=== PROBLEM TO SOLVE ===
Which lines below include "errorCode"? Copy them all.
------------------------------------------------------------------------
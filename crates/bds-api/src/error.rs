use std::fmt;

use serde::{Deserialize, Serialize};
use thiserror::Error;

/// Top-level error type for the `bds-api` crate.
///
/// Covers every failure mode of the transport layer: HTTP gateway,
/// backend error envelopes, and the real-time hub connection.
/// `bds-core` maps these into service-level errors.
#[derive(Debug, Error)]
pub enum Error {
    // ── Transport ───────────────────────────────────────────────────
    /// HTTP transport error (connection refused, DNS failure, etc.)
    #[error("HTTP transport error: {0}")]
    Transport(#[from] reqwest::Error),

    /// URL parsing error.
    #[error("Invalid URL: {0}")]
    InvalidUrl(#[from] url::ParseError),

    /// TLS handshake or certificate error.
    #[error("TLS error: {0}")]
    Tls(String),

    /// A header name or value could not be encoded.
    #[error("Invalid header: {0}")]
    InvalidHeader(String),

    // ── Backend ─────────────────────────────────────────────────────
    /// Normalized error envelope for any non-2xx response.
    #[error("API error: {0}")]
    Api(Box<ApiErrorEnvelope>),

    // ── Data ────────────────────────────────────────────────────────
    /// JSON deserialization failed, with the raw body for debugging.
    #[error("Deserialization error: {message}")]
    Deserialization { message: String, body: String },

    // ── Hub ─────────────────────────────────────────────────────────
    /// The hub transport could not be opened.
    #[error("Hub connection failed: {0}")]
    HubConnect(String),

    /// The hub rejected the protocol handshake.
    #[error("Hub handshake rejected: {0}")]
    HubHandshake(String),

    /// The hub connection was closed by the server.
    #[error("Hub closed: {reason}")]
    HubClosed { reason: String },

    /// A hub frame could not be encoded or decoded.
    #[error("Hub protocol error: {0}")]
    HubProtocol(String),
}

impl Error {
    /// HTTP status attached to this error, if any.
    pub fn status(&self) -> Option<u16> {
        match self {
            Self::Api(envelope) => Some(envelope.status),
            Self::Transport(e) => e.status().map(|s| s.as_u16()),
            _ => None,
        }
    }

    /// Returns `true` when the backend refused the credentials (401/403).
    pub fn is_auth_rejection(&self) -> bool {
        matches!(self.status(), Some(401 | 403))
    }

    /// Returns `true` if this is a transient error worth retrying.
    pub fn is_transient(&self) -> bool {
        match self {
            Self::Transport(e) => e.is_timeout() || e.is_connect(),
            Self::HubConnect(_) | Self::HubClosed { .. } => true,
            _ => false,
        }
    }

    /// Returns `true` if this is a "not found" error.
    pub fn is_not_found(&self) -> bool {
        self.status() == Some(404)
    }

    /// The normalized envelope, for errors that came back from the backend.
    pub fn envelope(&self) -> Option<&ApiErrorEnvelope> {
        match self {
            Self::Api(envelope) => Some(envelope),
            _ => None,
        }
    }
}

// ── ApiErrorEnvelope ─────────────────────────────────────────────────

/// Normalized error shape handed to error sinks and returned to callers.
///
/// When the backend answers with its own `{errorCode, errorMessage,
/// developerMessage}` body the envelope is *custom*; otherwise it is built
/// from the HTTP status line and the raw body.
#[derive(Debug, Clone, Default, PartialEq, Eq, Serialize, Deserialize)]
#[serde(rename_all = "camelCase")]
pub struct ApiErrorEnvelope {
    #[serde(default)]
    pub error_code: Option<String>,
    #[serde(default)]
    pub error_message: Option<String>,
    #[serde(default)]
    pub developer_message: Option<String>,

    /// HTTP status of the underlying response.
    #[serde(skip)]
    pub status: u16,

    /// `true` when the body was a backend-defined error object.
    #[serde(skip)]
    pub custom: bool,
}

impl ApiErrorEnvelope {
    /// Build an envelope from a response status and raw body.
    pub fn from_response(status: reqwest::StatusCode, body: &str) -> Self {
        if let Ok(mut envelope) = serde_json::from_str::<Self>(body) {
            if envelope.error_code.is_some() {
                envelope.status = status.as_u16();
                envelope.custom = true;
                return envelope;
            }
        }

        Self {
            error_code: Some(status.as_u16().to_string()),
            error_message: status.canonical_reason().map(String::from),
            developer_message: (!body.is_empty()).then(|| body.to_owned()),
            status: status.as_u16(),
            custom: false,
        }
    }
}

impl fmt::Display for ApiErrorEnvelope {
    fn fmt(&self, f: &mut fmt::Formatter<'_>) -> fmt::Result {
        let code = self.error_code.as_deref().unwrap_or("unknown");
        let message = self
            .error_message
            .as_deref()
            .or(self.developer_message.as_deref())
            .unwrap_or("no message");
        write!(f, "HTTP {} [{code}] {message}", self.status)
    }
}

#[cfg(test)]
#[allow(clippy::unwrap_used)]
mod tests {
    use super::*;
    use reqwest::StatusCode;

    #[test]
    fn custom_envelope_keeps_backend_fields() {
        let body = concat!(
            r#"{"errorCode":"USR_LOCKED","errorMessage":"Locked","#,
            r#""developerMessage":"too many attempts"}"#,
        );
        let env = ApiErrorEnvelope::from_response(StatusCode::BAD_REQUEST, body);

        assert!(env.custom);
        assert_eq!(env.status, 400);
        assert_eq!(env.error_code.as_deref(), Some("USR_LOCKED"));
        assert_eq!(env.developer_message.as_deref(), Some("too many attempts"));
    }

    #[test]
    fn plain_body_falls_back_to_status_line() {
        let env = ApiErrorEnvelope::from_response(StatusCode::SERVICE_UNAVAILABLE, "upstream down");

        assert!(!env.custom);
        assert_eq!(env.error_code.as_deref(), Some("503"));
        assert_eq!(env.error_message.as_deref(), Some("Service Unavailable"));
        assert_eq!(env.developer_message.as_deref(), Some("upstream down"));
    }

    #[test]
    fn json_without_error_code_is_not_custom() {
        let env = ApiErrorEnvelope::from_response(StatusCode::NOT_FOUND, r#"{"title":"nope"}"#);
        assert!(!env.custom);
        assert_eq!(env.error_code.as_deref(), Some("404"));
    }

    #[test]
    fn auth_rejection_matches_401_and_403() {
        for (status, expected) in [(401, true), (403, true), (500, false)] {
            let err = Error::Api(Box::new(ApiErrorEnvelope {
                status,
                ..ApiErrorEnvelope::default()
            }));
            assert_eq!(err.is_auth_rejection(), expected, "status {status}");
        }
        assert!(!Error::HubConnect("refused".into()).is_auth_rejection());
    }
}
------------------------------------------------------------------------
=== EXPECTED ANSWER ===
/// When the backend answers with its own `{errorCode, errorMessage,
            r#"{"errorCode":"USR_LOCKED","errorMessage":"Locked","#,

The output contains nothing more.